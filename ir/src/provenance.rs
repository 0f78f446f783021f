//! Replacement history of graph variables.
//!
//! Each [`FunctionGraph`](crate::graph::FunctionGraph) keeps a log of events per variable:
//! when it entered the graph and which rewrite replaced it by what. Events are only recorded
//! for committed mutations, so a rolled-back rewrite leaves no trace here.

use std::collections::{BTreeMap, HashMap, HashSet};

use derive_more::Display;

use crate::graph::VarId;

/// Individual provenance event in a variable's history.
#[derive(Debug, Clone, PartialEq, Eq, Display)]
pub enum ProvenanceEvent {
    /// The variable's producer was imported into the graph.
    #[display("imported by {reason}")]
    Imported { reason: String },

    /// Every client of the variable was moved to `by`.
    #[display("replaced by {by} ({reason})")]
    Replaced { by: VarId, reason: String },
}

pub type ProvenanceChain = Vec<(VarId, ProvenanceEvent)>;

#[derive(Debug, Clone, Default)]
pub struct ProvenanceLog {
    events: HashMap<VarId, Vec<ProvenanceEvent>>,
}

impl ProvenanceLog {
    pub fn record(&mut self, var: VarId, event: ProvenanceEvent) {
        self.events.entry(var).or_default().push(event);
    }

    pub fn events(&self, var: VarId) -> &[ProvenanceEvent] {
        self.events.get(&var).map(Vec::as_slice).unwrap_or(&[])
    }

    /// The variable that ended up standing in for `var`, following replacements.
    pub fn final_replacement(&self, var: VarId) -> VarId {
        self.chain(var).last().and_then(|(_, event)| replaced_by(event)).unwrap_or(var)
    }

    /// Replacement events starting at `var`, following each `Replaced { by }` link.
    pub fn chain(&self, var: VarId) -> ProvenanceChain {
        let mut chain = Vec::new();
        let mut visited = HashSet::new();
        let mut current = var;
        while visited.insert(current) {
            let Some(event) = self.events(current).iter().rev().find(|e| replaced_by(e).is_some()) else {
                break;
            };
            chain.push((current, event.clone()));
            match replaced_by(event) {
                Some(next) => current = next,
                None => break,
            }
        }
        chain
    }

    /// How many replacements each reason performed.
    pub fn reason_counts(&self) -> BTreeMap<&str, usize> {
        let mut counts = BTreeMap::new();
        for event in self.events.values().flatten() {
            if let ProvenanceEvent::Replaced { reason, .. } = event {
                *counts.entry(reason.as_str()).or_insert(0) += 1;
            }
        }
        counts
    }

    pub fn len(&self) -> usize {
        self.events.len()
    }

    pub fn is_empty(&self) -> bool {
        self.events.is_empty()
    }
}

fn replaced_by(event: &ProvenanceEvent) -> Option<VarId> {
    match event {
        ProvenanceEvent::Replaced { by, .. } => Some(*by),
        ProvenanceEvent::Imported { .. } => None,
    }
}

/// Format a provenance chain for display.
pub fn format_chain(chain: &ProvenanceChain) -> String {
    let mut output = String::new();
    for (i, (var, event)) in chain.iter().enumerate() {
        output.push_str(&format!("\n  [{i}] {var} {event}"));
    }
    output
}
//! The compile pipeline: from a user graph to the rewritten graph a backend runs.
//!
//! 1. Wrap the inputs and outputs (plus one extra output per input update) in a
//!    [`FunctionGraph`].
//! 2. Reject or report inputs no output depends on.
//! 3. Attach the [`Supervisor`] (and the [`DestroyHandler`] when in-place input graphs are
//!    accepted), so no rewrite may overwrite storage owned by the caller.
//! 4. Run the passes selected by the configuration.
//! 5. Copy outputs that would otherwise alias an input, a constant or another output.
//! 6. Compute the final order and the no-recycling set.

use std::collections::{BTreeMap, BTreeSet};
use std::time::{Duration, Instant};

use graft_ir::alias::{alias_root, infer_reuse_pattern, view_tree};
use graft_ir::ops::{DeepCopy, ViewOp};
use graft_ir::{
    ApplyId, Client, DestroyHandler, FunctionGraph, IntoOpRef, NodeArena, OpRef, Supervisor, TensorData, VarId,
};
use tracing::{debug, warn};

use crate::catalog::OPTDB;
use crate::config::{OnUnusedInput, RewriteConfig};
use crate::db::RewriteDb;
use crate::driver::Driver;
use crate::error::{InplaceNotAcceptedSnafu, Result, UnusedInputSnafu};
use crate::report::RewriteReport;

/// A graph input and what the caller allows the compiled graph to do with it.
#[derive(Debug, Clone, Copy, PartialEq, Eq)]
pub struct In {
    pub variable: VarId,
    /// The graph may overwrite the caller's buffer.
    pub mutable: bool,
    /// Outputs may share storage with the caller's buffer.
    pub borrow: bool,
    /// Value that replaces this input after each call.
    pub update: Option<VarId>,
}

impl In {
    pub fn new(variable: VarId) -> Self {
        Self { variable, mutable: false, borrow: false, update: None }
    }

    pub fn mutable(mut self, mutable: bool) -> Self {
        self.mutable = mutable;
        self
    }

    pub fn borrow(mut self, borrow: bool) -> Self {
        self.borrow = borrow;
        self
    }

    pub fn with_update(mut self, update: VarId) -> Self {
        self.update = Some(update);
        self
    }
}

impl From<VarId> for In {
    fn from(variable: VarId) -> Self {
        Self::new(variable)
    }
}

/// A graph output. A borrowed output may share storage with the backend's buffers.
#[derive(Debug, Clone, Copy, PartialEq, Eq)]
pub struct Out {
    pub variable: VarId,
    pub borrow: bool,
}

impl Out {
    pub fn new(variable: VarId) -> Self {
        Self { variable, borrow: false }
    }

    pub fn borrow(mut self, borrow: bool) -> Self {
        self.borrow = borrow;
        self
    }
}

impl From<VarId> for Out {
    fn from(variable: VarId) -> Self {
        Self::new(variable)
    }
}

/// What the compile pipeline hands to a backend.
#[derive(Debug)]
pub struct CompiledGraph {
    /// The rewritten graph. Its outputs are the requested outputs followed by the updates.
    pub fgraph: FunctionGraph,
    /// Evaluation order, honoring in-place orderings.
    pub order: Vec<ApplyId>,
    pub report: RewriteReport,
    /// Variables whose storage must not be reused between calls.
    pub no_recycling: BTreeSet<VarId>,
    /// Output index to the index of the input it updates.
    pub update_mapping: BTreeMap<usize, usize>,
    pub rewrite_time: Duration,
}

impl CompiledGraph {
    /// Run the compiled graph with the reference evaluator. Returns every output, updates
    /// included.
    pub fn evaluate(&self, inputs: &[TensorData]) -> Result<Vec<TensorData>> {
        Ok(graft_ir::eval::evaluate(&self.fgraph, inputs)?)
    }
}

/// Compile with the standard database.
pub fn compile(arena: NodeArena, inputs: &[In], outputs: &[Out], config: &RewriteConfig) -> Result<CompiledGraph> {
    compile_with(&OPTDB, arena, inputs, outputs, config)
}

pub fn compile_with(
    db: &RewriteDb,
    arena: NodeArena,
    inputs: &[In],
    outputs: &[Out],
    config: &RewriteConfig,
) -> Result<CompiledGraph> {
    let start = Instant::now();

    let mut outputs = outputs.to_vec();
    let mut update_mapping = BTreeMap::new();
    for (index, input) in inputs.iter().enumerate() {
        if let Some(update) = input.update {
            update_mapping.insert(outputs.len(), index);
            outputs.push(Out::new(update).borrow(true));
        }
    }
    let mut fgraph = FunctionGraph::new(
        arena,
        inputs.iter().map(|input| input.variable).collect(),
        outputs.iter().map(|output| output.variable).collect(),
    )?;

    check_unused_inputs(&fgraph, inputs, config.on_unused_input)?;
    attach_supervisor(&mut fgraph, inputs, config.accept_inplace)?;

    let passes = db.query(&config.query());
    debug!(level = %config.opt_level, passes = passes.len(), nodes = fgraph.num_nodes(), "rewriting graph");
    let rewrite_start = Instant::now();
    let report = Driver::new(config).run(&mut fgraph, &passes)?;
    let rewrite_time = rewrite_start.elapsed();

    insert_deepcopy(&mut fgraph, inputs, &outputs)?;

    let owned: Vec<VarId> =
        fgraph.outputs().iter().zip(&outputs).filter(|(_, output)| !output.borrow).map(|(&var, _)| var).collect();
    let no_recycling = infer_reuse_pattern(&fgraph, &owned);
    let order = fgraph.toposort()?;

    debug!(nodes = order.len(), rewrite_time = ?rewrite_time, elapsed = ?start.elapsed(), "graph compiled");
    Ok(CompiledGraph { fgraph, order, report, no_recycling, update_mapping, rewrite_time })
}

fn check_unused_inputs(fgraph: &FunctionGraph, inputs: &[In], policy: OnUnusedInput) -> Result<()> {
    for (index, input) in inputs.iter().enumerate() {
        let var = input.variable;
        if input.update.is_some() || !fgraph.clients(var).is_empty() {
            continue;
        }
        match policy {
            OnUnusedInput::Raise => return UnusedInputSnafu { index, var }.fail(),
            OnUnusedInput::Warn => warn!(index, %var, "input is not used to compute any output"),
            OnUnusedInput::Ignore => {}
        }
    }
    Ok(())
}

fn destroyed(fgraph: &FunctionGraph, var: VarId) -> bool {
    fgraph.feature::<DestroyHandler>().is_some_and(|handler| handler.destroyer_of(var).is_some())
}

fn attach_supervisor(fgraph: &mut FunctionGraph, inputs: &[In], accept_inplace: bool) -> Result<()> {
    if accept_inplace {
        fgraph.attach_feature(DestroyHandler::new())?;
    } else if let Some(node) = fgraph.nodes().into_iter().find(|&n| !fgraph.node(n).op().destroy_map().is_empty()) {
        return InplaceNotAcceptedSnafu { node }.fail();
    }

    // Inputs the user graph already overwrites are not protected, that is what it asked for.
    let protected: Vec<VarId> = inputs
        .iter()
        .filter(|input| !input.mutable && !destroyed(fgraph, input.variable))
        .map(|input| input.variable)
        .collect();
    fgraph.attach_feature(Supervisor::new(protected))?;
    Ok(())
}

/// The copy output `index` needs, if any.
fn output_copy(fgraph: &FunctionGraph, inputs: &[In], outputs: &[Out], index: usize) -> Option<OpRef> {
    let var = fgraph.outputs()[index];
    let borrow = outputs[index].borrow;
    let tree = view_tree(fgraph, var);

    if let Some(other) = fgraph.outputs()[index + 1..].iter().position(|o| tree.contains(o)) {
        let both_borrowed = borrow && outputs[index + 1 + other].borrow;
        return Some(if both_borrowed { ViewOp.into_op() } else { DeepCopy.into_op() });
    }

    let root = alias_root(fgraph, var);
    if let Some(input) = inputs.iter().find(|input| input.variable == root) {
        if input.update.is_some() || destroyed(fgraph, root) {
            return None;
        }
        return Some(if borrow && input.borrow { ViewOp.into_op() } else { DeepCopy.into_op() });
    }
    if fgraph.var(root).is_constant() {
        return Some(if borrow { ViewOp.into_op() } else { DeepCopy.into_op() });
    }
    None
}

fn insert_deepcopy(fgraph: &mut FunctionGraph, inputs: &[In], outputs: &[Out]) -> Result<()> {
    let mut copied = Vec::new();
    for index in 0..fgraph.outputs().len() {
        let Some(op) = output_copy(fgraph, inputs, outputs, index) else {
            continue;
        };
        let var = fgraph.outputs()[index];
        let copy = fgraph.nodes_mut().apply1(op, &[var])?;
        fgraph.change_node_input(Client::Output { index }, copy, "insert_deepcopy")?;
        copied.push(index);
    }
    if !copied.is_empty() {
        debug!(outputs = ?copied, "copied aliased outputs");
    }
    Ok(())
}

--- EXERCISE INSTRUCTIONS ---
List every line from the entries above in which "TensorData" appears.

--- WRITTEN REPLY ---
    ApplyId, Client, DestroyHandler, FunctionGraph, IntoOpRef, NodeArena, OpRef, Supervisor, TensorData, VarId,
    pub fn evaluate(&self, inputs: &[TensorData]) -> Result<Vec<TensorData>> {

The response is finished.